The advent of modern computer technology and relatively cheap computing resources have enabled computer-intensive biostatistical methods like bootstrapping and resampling methods. Furthermore, new biomedical technologies like microarrays, next generation sequencers (for genomics) and mass spectrometry (for proteomics) generate enormous amounts of (redundant) data that can only be analyzed with biostatistical methods. For example, a microarray can measure all the genes of the human genome simultaneously, but only a fraction of them will be differentially expressed in diseased vs. non-diseased states. One might encounter the problem of multicolinearity: Due to high intercorrelation between the predictors (in this case say genes), the information of one predictor might be contained in another one. It could be that only 5% of the predictors are responsible for 90% of the variability of the response. In such a case, one would apply the biostatistical technique of dimension reduction (for example via principal component analysis). Classical statistical techniques like linear or logistic regression and linear discriminant analysis do not work well for high dimensional data (i.e. when the number of observations n is smaller than the number of features or predictors p: n < p). As a matter of fact, one can get quite high R2-values despite very low predictive power of the statistical model. These classical statistical techniques (esp. least squares linear regression) were developed for low dimensional data (i.e. where the number of observations n is much larger than the number of predictors p: n >> p). In cases of high dimensionality, one should always consider an independent validation test set and the corresponding residual sum of squares (RSS) and R2 of the validation test set, not those of the training set.

In recent times, random forests have gained popularity. This technique, invented by the statistician Leo Breiman, generates a lot of decision trees randomly and uses them for classification (In classification the response is on a nominal or ordinal scale, as opposed to regression where the response is on a ratio scale). Decision trees have of course the advantage that you can draw them and interpret them (even with a very basic understanding of mathematics and statistics). Random Forrests have thus been used for clinical decision support systems.

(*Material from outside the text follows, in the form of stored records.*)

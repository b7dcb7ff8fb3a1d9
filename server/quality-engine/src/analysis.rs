//! Per-repository analysis: runs every metric over one CommitTable and
//! assembles the AnalysisRecord.

use std::collections::{BTreeMap, HashSet};

use log::debug;
use serde::{Deserialize, Serialize};

use crate::cadence;
use crate::config::Config;
use crate::duration::ProjectDuration;
use crate::error::EngineError;
use crate::inequality;
use crate::message;
use crate::participation;
use crate::types::*;

/// Compute the analysis record for a complete commit log.
///
/// Fails with `EmptyTable` only when the table has no rows. Without any
/// dated commit, cadence is zero and the duration is "0 years and 0 months".
pub fn analyze(table: &CommitTable, config: &Config) -> Result<AnalysisRecord, EngineError> {
  if table.is_empty() {
    return Err(EngineError::EmptyTable {
      repository: table.repository.clone(),
    });
  }

  let counts: Vec<u64> = table.author_commit_counts().into_values().collect();
  let gini = inequality::gini(&counts);
  let percentage_active =
    participation::percentage_active(&counts, config.active_contributor_min_commits);

  // Undated rows only drop out of the time-based metrics.
  let stamps = table.author_dates();
  let cadence = cadence::cadence(&stamps).unwrap_or_default();
  let duration = match (stamps.iter().min(), stamps.iter().max()) {
    (Some(first), Some(last)) => ProjectDuration::between(first, last),
    _ => ProjectDuration::default(),
  };

  let total_lines: u64 = table.commits.iter().map(|c| c.lines).sum();
  let average_commit_size = total_lines as f64 / table.len() as f64;

  let unique_timezones = table
    .commits
    .iter()
    .map(|c| c.author_timezone)
    .collect::<HashSet<_>>()
    .len() as u64;

  let quality = message::message_quality(table.commits.iter().map(|c| c.title.as_str()));

  let record = AnalysisRecord {
    repository: table.repository.clone(),
    duration: duration.to_string(),
    gini,
    contributors: counts.len() as u64,
    commits_per_day: cadence.per_day,
    commits_per_week: cadence.per_week,
    commits_per_month: cadence.per_month,
    percentage_active,
    average_commit_size,
    unique_timezones,
    title_length_score: quality.length,
    title_fullstop_score: quality.fullstop,
    title_capital_score: quality.capital,
    message_score: quality.average,
  };

  debug!(
    "{}: {} commits, {} authors, gini {:.3}, {:.3} commits/day, {}",
    record.repository,
    table.len(),
    record.contributors,
    record.gini,
    record.commits_per_day,
    record.duration
  );

  Ok(record)
}

/// Number of authors in the per-repository author breakdown.
pub const TOP_AUTHORS: usize = 10;

/// One author's share of a repository's history.
#[derive(Debug, Clone, PartialEq, Eq, Serialize, Deserialize)]
pub struct AuthorImpact {
  #[serde(rename = "Author Name")]
  pub author: String,
  #[serde(rename = "Commits")]
  pub commits: u64,
  #[serde(rename = "Insertions")]
  pub insertions: u64,
  #[serde(rename = "Deletions")]
  pub deletions: u64,
}

/// The `n` most active authors by commit count, descending, ties broken by
/// name, with their summed insertions and deletions.
pub fn top_authors(table: &CommitTable, n: usize) -> Vec<AuthorImpact> {
  let mut by_author: BTreeMap<&str, AuthorImpact> = BTreeMap::new();
  for c in &table.commits {
    let entry = by_author
      .entry(c.author_name.as_str())
      .or_insert_with(|| AuthorImpact {
        author: c.author_name.clone(),
        commits: 0,
        insertions: 0,
        deletions: 0,
      });
    entry.commits += 1;
    entry.insertions += c.insertions;
    entry.deletions += c.deletions;
  }

  let mut ranked: Vec<AuthorImpact> = by_author.into_values().collect();
  ranked.sort_by(|a, b| b.commits.cmp(&a.commits).then_with(|| a.author.cmp(&b.author)));
  ranked.truncate(n);
  ranked
}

Gene Set Enrichment Analysis (GSEA) is a new method for analyzing biological high throughput experiments. With this method, one does not consider the perturbation of single genes but of whole (functionally related) gene sets. These gene sets might be known biochemical pathways or otherwise functionally related genes. The advantage of this approach is that it is more robust: It is more likely that a single gene is found to be falsely perturbed than it is that a whole pathway is falsely perturbed. Furthermore, one can integrate the accumulated knowledge about biochemical pathways (like the JAK-STAT signaling pathway) using this approach.